• _Task to complete_: All entries are to be given again verbatim.

• _Data for review_:

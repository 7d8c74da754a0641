use crate::error::{Result, SwitchboardError};
use crate::mcp::McpClient;
use dashmap::DashMap;
use dashmap::mapref::entry::Entry;
use std::sync::Arc;
use std::sync::atomic::{AtomicU32, AtomicUsize, Ordering};
use tokio::sync::Mutex;

/// A registered server: its client plus the manager's bookkeeping
pub(crate) struct ServerEntry {
    pub(crate) client: McpClient,
    /// Registration order, used to break ties between servers
    pub(crate) order: usize,
    pub(crate) reconnect_attempts: AtomicU32,
    /// Serializes restarts and reconnects of this server
    pub(crate) lifecycle: Mutex<()>,
}

impl ServerEntry {
    pub(crate) fn name(&self) -> &str {
        self.client.name()
    }

    pub(crate) fn attempts(&self) -> u32 {
        self.reconnect_attempts.load(Ordering::Acquire)
    }
}

/// Registry of the clients a manager owns
#[derive(Clone, Default)]
pub(crate) struct ServerRegistry {
    servers: Arc<DashMap<String, Arc<ServerEntry>>>,
    next_order: Arc<AtomicUsize>,
}

impl ServerRegistry {
    pub(crate) fn new() -> Self {
        Self::default()
    }

    /// Register a client under its server name
    pub(crate) fn register(&self, client: McpClient) -> Result<Arc<ServerEntry>> {
        match self.servers.entry(client.name().to_string()) {
            Entry::Occupied(occupied) => Err(SwitchboardError::configuration(
                vec![occupied.key().clone()],
                format!("server '{}' is already registered", occupied.key()),
            )),
            Entry::Vacant(vacant) => {
                let entry = Arc::new(ServerEntry {
                    client,
                    order: self.next_order.fetch_add(1, Ordering::Relaxed),
                    reconnect_attempts: AtomicU32::new(0),
                    lifecycle: Mutex::new(()),
                });
                vacant.insert(entry.clone());
                Ok(entry)
            }
        }
    }

    pub(crate) fn contains(&self, name: &str) -> bool {
        self.servers.contains_key(name)
    }

    pub(crate) fn get(&self, name: &str) -> Result<Arc<ServerEntry>> {
        self.servers
            .get(name)
            .map(|entry| entry.value().clone())
            .ok_or_else(|| SwitchboardError::ServerNotFound(name.to_string()))
    }

    /// All entries in registration order
    pub(crate) fn list(&self) -> Vec<Arc<ServerEntry>> {
        let mut entries: Vec<_> = self
            .servers
            .iter()
            .map(|entry| entry.value().clone())
            .collect();
        entries.sort_by_key(|entry| entry.order);
        entries
    }
}

#[cfg(test)]
mod tests {
    use super::*;
    use crate::config::ServerDefinition;
    use crate::mcp::ClientSettings;
    use crate::transport::ProcessSessionFactory;
    use std::time::Duration;

    fn client(name: &str) -> McpClient {
        McpClient::new(
            ServerDefinition::local(name, "cat", vec![]),
            ClientSettings::default(),
            Arc::new(ProcessSessionFactory::new(Duration::from_millis(100))),
        )
    }

    #[test]
    fn test_register_and_get() {
        let registry = ServerRegistry::new();
        registry.register(client("test-server")).unwrap();

        let entry = registry.get("test-server").unwrap();
        assert_eq!(entry.name(), "test-server");
        assert_eq!(entry.attempts(), 0);
        assert!(registry.contains("test-server"));
    }

    #[test]
    fn test_duplicate_registration() {
        let registry = ServerRegistry::new();
        registry.register(client("test-server")).unwrap();

        let result = registry.register(client("test-server"));
        assert!(matches!(
            result,
            Err(SwitchboardError::Configuration { ref servers, .. }) if servers == &["test-server"]
        ));
        assert_eq!(registry.list().len(), 1);
    }

    #[test]
    fn test_get_unknown_server() {
        let registry = ServerRegistry::new();
        assert!(matches!(
            registry.get("nope"),
            Err(SwitchboardError::ServerNotFound(_))
        ));
    }

    #[test]
    fn test_list_keeps_registration_order() {
        let registry = ServerRegistry::new();
        for name in ["zeta", "alpha", "mid"] {
            registry.register(client(name)).unwrap();
        }

        let names: Vec<_> = registry
            .list()
            .iter()
            .map(|e| e.name().to_string())
            .collect();
        assert_eq!(names, ["zeta", "alpha", "mid"]);
    }
}
use super::manager::ServerManager;
use crate::error::Result;
use crate::mcp::{ToolCallResponse, ToolDescriptor};
use async_trait::async_trait;
use serde_json::Value;

/// What an agent needs from the routing layer: a flat tool list and a way
/// to invoke tools by qualified name.
#[async_trait]
pub trait ToolHost: Send + Sync {
    async fn list_available_tools(&self) -> Vec<ToolDescriptor>;

    async fn invoke(&self, qualified_name: &str, arguments: Value) -> Result<ToolCallResponse>;
}

#[async_trait]
impl ToolHost for ServerManager {
    async fn list_available_tools(&self) -> Vec<ToolDescriptor> {
        self.aggregated_catalog().await.tools().cloned().collect()
    }

    async fn invoke(&self, qualified_name: &str, arguments: Value) -> Result<ToolCallResponse> {
        self.call_tool(qualified_name, arguments).await
    }
}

• _Worked solution_:
repository 7d8c74da754a0641
use crate::error::{Result, SwitchboardError};
use crate::mcp::McpClient;
use dashmap::DashMap;
use dashmap::mapref::entry::Entry;
use std::sync::Arc;
use std::sync::atomic::{AtomicU32, AtomicUsize, Ordering};
use tokio::sync::Mutex;

/// A registered server: its client plus the manager's bookkeeping
pub(crate) struct ServerEntry {
    pub(crate) client: McpClient,
    /// Registration order, used to break ties between servers
    pub(crate) order: usize,
    pub(crate) reconnect_attempts: AtomicU32,
    /// Serializes restarts and reconnects of this server
    pub(crate) lifecycle: Mutex<()>,
}

impl ServerEntry {
    pub(crate) fn name(&self) -> &str {
        self.client.name()
    }

    pub(crate) fn attempts(&self) -> u32 {
        self.reconnect_attempts.load(Ordering::Acquire)
    }
}

/// Registry of the clients a manager owns
#[derive(Clone, Default)]
pub(crate) struct ServerRegistry {
    servers: Arc<DashMap<String, Arc<ServerEntry>>>,
    next_order: Arc<AtomicUsize>,
}

impl ServerRegistry {
    pub(crate) fn new() -> Self {
        Self::default()
    }

    /// Register a client under its server name
    pub(crate) fn register(&self, client: McpClient) -> Result<Arc<ServerEntry>> {
        match self.servers.entry(client.name().to_string()) {
            Entry::Occupied(occupied) => Err(SwitchboardError::configuration(
                vec![occupied.key().clone()],
                format!("server '{}' is already registered", occupied.key()),
            )),
            Entry::Vacant(vacant) => {
                let entry = Arc::new(ServerEntry {
                    client,
                    order: self.next_order.fetch_add(1, Ordering::Relaxed),
                    reconnect_attempts: AtomicU32::new(0),
                    lifecycle: Mutex::new(()),
                });
                vacant.insert(entry.clone());
                Ok(entry)
            }
        }
    }

    pub(crate) fn contains(&self, name: &str) -> bool {
        self.servers.contains_key(name)
    }

    pub(crate) fn get(&self, name: &str) -> Result<Arc<ServerEntry>> {
        self.servers
            .get(name)
            .map(|entry| entry.value().clone())
            .ok_or_else(|| SwitchboardError::ServerNotFound(name.to_string()))
    }

    /// All entries in registration order
    pub(crate) fn list(&self) -> Vec<Arc<ServerEntry>> {
        let mut entries: Vec<_> = self
            .servers
            .iter()
            .map(|entry| entry.value().clone())
            .collect();
        entries.sort_by_key(|entry| entry.order);
        entries
    }
}

#[cfg(test)]
mod tests {
    use super::*;
    use crate::config::ServerDefinition;
    use crate::mcp::ClientSettings;
    use crate::transport::ProcessSessionFactory;
    use std::time::Duration;

    fn client(name: &str) -> McpClient {
        McpClient::new(
            ServerDefinition::local(name, "cat", vec![]),
            ClientSettings::default(),
            Arc::new(ProcessSessionFactory::new(Duration::from_millis(100))),
        )
    }

    #[test]
    fn test_register_and_get() {
        let registry = ServerRegistry::new();
        registry.register(client("test-server")).unwrap();

        let entry = registry.get("test-server").unwrap();
        assert_eq!(entry.name(), "test-server");
        assert_eq!(entry.attempts(), 0);
        assert!(registry.contains("test-server"));
    }

    #[test]
    fn test_duplicate_registration() {
        let registry = ServerRegistry::new();
        registry.register(client("test-server")).unwrap();

        let result = registry.register(client("test-server"));
        assert!(matches!(
            result,
            Err(SwitchboardError::Configuration { ref servers, .. }) if servers == &["test-server"]
        ));
        assert_eq!(registry.list().len(), 1);
    }

    #[test]
    fn test_get_unknown_server() {
        let registry = ServerRegistry::new();
        assert!(matches!(
            registry.get("nope"),
            Err(SwitchboardError::ServerNotFound(_))
        ));
    }

    #[test]
    fn test_list_keeps_registration_order() {
        let registry = ServerRegistry::new();
        for name in ["zeta", "alpha", "mid"] {
            registry.register(client(name)).unwrap();
        }

        let names: Vec<_> = registry
            .list()
            .iter()
            .map(|e| e.name().to_string())
            .collect();
        assert_eq!(names, ["zeta", "alpha", "mid"]);
    }
}
use super::manager::ServerManager;
use crate::error::Result;
use crate::mcp::{ToolCallResponse, ToolDescriptor};
use async_trait::async_trait;
use serde_json::Value;

/// What an agent needs from the routing layer: a flat tool list and a way
/// to invoke tools by qualified name.
#[async_trait]
pub trait ToolHost: Send + Sync {
    async fn list_available_tools(&self) -> Vec<ToolDescriptor>;

    async fn invoke(&self, qualified_name: &str, arguments: Value) -> Result<ToolCallResponse>;
}

#[async_trait]
impl ToolHost for ServerManager {
    async fn list_available_tools(&self) -> Vec<ToolDescriptor> {
        self.aggregated_catalog().await.tools().cloned().collect()
    }

    async fn invoke(&self, qualified_name: &str, arguments: Value) -> Result<ToolCallResponse> {
        self.call_tool(qualified_name, arguments).await
    }
}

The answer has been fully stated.